Work instruction
Go through the data below and gather each line containing "after".

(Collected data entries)
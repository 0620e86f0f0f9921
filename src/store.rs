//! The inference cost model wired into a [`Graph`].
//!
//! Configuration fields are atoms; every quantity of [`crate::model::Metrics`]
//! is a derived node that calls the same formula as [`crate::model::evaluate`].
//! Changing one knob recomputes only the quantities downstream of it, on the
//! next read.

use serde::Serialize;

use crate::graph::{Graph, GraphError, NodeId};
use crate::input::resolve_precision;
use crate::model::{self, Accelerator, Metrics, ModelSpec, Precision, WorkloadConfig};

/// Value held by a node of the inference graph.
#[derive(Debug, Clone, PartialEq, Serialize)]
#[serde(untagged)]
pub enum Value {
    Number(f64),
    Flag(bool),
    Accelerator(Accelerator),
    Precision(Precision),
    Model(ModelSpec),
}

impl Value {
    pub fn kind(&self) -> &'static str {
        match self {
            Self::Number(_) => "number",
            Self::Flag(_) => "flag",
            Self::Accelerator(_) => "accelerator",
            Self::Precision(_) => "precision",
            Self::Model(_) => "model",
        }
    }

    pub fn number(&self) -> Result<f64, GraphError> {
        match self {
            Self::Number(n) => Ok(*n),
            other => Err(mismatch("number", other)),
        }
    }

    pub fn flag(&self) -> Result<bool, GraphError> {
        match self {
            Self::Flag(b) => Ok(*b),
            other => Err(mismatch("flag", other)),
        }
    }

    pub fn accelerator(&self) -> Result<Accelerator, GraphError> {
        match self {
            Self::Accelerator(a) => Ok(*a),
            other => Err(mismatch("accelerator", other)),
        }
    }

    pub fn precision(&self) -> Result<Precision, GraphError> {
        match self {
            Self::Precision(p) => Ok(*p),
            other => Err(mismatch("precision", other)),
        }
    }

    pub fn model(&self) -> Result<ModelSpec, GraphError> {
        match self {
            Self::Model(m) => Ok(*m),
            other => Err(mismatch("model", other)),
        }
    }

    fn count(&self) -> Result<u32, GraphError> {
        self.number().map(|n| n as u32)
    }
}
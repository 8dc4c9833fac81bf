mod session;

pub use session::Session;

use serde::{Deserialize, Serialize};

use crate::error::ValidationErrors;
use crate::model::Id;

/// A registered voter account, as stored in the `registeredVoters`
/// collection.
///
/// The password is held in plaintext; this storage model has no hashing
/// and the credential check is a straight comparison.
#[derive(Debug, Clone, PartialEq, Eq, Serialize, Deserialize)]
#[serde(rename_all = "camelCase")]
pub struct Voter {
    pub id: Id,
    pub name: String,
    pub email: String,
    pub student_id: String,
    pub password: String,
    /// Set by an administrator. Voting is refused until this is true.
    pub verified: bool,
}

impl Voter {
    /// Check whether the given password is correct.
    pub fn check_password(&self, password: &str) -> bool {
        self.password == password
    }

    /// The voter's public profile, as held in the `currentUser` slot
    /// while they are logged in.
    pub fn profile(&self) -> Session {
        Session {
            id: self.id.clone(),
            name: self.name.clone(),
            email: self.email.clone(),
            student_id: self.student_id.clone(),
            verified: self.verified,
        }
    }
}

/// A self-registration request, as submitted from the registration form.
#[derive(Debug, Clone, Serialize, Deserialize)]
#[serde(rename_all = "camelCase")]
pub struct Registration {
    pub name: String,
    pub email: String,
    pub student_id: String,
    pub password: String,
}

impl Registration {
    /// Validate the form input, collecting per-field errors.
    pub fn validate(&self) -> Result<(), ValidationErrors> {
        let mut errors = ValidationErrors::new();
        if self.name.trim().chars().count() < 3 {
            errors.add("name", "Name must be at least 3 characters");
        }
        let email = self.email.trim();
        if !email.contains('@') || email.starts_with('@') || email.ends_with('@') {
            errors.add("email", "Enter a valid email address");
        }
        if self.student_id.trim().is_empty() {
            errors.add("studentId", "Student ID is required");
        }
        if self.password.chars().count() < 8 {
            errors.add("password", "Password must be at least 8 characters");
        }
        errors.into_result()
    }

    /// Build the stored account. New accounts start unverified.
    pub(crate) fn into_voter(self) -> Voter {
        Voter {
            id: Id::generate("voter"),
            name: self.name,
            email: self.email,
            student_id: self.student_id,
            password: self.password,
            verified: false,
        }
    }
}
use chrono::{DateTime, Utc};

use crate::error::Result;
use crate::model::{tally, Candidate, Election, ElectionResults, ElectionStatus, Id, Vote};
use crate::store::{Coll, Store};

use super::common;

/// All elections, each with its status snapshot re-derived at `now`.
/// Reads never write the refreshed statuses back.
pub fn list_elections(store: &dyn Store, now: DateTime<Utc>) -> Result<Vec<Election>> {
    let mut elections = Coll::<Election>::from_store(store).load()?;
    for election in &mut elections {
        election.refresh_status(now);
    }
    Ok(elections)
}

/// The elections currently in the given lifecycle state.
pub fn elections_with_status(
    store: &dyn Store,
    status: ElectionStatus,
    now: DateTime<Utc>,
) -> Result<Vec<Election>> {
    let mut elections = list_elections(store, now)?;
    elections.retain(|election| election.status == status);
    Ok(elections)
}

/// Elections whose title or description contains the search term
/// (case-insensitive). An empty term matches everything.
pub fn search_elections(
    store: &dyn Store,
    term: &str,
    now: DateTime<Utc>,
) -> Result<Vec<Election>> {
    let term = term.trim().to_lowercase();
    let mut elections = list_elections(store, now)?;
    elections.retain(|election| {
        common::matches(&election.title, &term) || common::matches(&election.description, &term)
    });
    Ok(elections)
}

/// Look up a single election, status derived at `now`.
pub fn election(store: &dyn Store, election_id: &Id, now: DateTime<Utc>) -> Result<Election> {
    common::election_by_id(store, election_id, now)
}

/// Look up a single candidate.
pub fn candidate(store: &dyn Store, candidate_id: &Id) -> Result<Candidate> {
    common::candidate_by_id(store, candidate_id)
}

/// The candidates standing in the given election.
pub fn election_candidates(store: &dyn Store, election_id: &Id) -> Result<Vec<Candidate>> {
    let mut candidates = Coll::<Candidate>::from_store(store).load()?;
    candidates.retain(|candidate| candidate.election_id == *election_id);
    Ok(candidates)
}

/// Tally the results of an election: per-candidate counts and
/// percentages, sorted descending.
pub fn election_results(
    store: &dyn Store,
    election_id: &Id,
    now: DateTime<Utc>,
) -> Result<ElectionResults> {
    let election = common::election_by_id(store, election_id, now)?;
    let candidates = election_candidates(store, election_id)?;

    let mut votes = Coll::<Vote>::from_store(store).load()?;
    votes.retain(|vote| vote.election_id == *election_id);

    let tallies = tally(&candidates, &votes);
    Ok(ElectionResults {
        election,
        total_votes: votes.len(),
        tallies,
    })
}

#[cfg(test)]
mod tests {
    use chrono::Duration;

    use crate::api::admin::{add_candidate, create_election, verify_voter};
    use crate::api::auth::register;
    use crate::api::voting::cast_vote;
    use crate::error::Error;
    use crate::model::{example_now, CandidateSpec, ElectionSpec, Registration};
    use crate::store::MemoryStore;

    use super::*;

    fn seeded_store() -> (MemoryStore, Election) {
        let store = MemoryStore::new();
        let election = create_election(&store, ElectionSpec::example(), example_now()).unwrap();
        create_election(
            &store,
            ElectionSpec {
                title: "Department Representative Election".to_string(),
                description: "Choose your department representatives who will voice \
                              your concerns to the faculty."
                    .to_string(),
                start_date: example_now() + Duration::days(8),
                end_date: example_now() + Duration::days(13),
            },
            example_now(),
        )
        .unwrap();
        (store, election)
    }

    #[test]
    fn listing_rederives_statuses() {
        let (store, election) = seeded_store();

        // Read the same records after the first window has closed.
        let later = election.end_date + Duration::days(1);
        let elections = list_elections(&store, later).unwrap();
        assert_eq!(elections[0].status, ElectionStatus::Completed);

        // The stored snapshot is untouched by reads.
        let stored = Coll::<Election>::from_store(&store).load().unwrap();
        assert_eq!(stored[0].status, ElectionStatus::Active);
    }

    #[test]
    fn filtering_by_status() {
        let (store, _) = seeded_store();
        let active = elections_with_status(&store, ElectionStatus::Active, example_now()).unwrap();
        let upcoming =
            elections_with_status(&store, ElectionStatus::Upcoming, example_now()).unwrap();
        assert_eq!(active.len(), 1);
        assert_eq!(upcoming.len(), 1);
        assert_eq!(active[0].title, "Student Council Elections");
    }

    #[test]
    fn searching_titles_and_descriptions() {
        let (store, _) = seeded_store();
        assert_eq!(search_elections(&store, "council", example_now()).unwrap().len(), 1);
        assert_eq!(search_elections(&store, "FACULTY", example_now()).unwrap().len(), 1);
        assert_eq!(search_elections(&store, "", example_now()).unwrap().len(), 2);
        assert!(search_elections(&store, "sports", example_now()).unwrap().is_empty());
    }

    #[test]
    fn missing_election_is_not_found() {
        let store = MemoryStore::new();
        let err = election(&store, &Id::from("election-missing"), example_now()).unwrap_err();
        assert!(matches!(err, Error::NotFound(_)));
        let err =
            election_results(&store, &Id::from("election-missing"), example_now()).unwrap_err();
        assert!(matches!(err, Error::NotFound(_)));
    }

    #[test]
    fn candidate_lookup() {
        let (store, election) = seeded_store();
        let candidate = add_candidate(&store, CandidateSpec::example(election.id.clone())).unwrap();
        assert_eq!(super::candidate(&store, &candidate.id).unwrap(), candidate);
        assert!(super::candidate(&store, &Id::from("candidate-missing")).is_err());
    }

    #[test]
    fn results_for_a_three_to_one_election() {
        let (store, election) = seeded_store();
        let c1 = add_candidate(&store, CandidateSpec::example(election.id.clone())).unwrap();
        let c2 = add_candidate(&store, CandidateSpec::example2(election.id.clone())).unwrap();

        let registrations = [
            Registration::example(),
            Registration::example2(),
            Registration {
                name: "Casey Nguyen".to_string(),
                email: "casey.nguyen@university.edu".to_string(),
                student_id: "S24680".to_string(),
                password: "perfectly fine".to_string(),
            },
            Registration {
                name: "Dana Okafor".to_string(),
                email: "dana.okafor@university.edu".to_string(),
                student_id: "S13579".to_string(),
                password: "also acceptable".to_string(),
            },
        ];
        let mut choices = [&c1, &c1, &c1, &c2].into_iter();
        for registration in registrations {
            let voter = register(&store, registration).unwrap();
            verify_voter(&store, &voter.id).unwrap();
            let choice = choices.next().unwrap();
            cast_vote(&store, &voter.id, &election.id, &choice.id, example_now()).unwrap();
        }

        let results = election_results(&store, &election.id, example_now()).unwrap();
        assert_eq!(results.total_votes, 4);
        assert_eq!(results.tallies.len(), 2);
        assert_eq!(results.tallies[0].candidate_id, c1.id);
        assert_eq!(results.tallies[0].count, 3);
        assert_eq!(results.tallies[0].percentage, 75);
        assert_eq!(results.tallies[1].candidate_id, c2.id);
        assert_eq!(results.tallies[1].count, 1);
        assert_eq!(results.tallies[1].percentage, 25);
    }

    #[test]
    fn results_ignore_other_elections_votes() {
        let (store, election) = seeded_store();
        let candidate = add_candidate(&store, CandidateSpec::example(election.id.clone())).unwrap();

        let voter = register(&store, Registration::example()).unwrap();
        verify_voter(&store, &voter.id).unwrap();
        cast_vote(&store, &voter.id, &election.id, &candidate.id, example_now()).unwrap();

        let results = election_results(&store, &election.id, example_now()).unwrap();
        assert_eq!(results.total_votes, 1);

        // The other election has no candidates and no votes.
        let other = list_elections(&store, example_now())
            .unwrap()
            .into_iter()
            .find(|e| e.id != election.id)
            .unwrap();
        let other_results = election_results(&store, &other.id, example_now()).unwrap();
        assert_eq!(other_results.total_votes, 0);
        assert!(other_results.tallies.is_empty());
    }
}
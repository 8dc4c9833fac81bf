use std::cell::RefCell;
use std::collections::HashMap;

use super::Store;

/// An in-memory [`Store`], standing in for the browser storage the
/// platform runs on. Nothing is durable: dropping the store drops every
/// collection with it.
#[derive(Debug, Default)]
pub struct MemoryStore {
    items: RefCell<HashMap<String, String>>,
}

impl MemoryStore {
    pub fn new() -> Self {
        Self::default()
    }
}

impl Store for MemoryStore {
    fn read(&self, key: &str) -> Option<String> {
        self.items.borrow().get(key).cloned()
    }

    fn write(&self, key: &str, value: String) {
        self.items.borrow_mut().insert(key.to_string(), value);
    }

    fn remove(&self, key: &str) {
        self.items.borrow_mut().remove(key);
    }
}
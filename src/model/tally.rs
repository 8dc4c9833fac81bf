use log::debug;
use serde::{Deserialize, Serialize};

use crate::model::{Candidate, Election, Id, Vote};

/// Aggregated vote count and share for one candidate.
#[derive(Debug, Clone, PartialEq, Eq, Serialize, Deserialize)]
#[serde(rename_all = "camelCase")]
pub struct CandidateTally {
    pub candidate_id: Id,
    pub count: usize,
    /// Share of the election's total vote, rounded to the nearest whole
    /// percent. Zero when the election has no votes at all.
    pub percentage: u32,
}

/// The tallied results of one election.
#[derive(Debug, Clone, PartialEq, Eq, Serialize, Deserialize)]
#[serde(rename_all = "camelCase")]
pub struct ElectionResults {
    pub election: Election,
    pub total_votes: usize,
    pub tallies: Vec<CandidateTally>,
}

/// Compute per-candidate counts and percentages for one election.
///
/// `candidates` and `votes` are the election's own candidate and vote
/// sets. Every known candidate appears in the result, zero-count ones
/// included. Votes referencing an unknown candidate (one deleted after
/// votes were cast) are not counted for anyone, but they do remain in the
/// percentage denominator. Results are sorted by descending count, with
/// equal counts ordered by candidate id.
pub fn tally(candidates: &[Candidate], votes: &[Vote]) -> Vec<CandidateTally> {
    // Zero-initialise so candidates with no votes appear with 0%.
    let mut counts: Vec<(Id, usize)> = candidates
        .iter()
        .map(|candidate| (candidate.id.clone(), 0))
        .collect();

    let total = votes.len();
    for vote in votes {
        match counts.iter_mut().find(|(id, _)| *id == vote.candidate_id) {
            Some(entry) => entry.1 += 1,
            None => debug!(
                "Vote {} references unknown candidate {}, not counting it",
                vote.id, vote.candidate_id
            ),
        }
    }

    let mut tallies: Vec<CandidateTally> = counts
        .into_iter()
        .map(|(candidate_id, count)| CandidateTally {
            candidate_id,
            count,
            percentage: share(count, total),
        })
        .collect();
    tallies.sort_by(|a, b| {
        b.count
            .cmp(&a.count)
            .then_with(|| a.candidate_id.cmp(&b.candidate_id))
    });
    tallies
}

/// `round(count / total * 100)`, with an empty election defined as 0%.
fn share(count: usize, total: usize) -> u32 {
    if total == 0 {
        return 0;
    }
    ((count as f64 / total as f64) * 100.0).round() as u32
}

Result of the exercise
        // Read the same records after the first window has closed.
/// included. Votes referencing an unknown candidate (one deleted after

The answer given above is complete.